■ Exercise brief
Within the records below, find each line that holds the string "cluster", then copy it.

■ Dataset records
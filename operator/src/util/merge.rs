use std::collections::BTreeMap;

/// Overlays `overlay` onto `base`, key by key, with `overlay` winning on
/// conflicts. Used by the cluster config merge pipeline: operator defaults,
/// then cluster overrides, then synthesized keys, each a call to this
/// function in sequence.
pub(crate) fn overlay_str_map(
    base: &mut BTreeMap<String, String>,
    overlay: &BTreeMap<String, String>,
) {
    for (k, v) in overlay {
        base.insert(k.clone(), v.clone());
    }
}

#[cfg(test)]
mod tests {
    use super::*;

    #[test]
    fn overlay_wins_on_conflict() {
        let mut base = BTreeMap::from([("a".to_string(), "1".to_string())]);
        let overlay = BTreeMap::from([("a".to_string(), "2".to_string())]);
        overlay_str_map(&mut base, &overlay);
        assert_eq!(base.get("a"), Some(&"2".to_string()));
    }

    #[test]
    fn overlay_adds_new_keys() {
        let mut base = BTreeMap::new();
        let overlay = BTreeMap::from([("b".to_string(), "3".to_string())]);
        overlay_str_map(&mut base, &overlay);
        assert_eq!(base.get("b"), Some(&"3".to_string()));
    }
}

■ Solution to the exercise
/// conflicts. Used by the cluster config merge pipeline: operator defaults,
/// then cluster overrides, then synthesized keys, each a call to this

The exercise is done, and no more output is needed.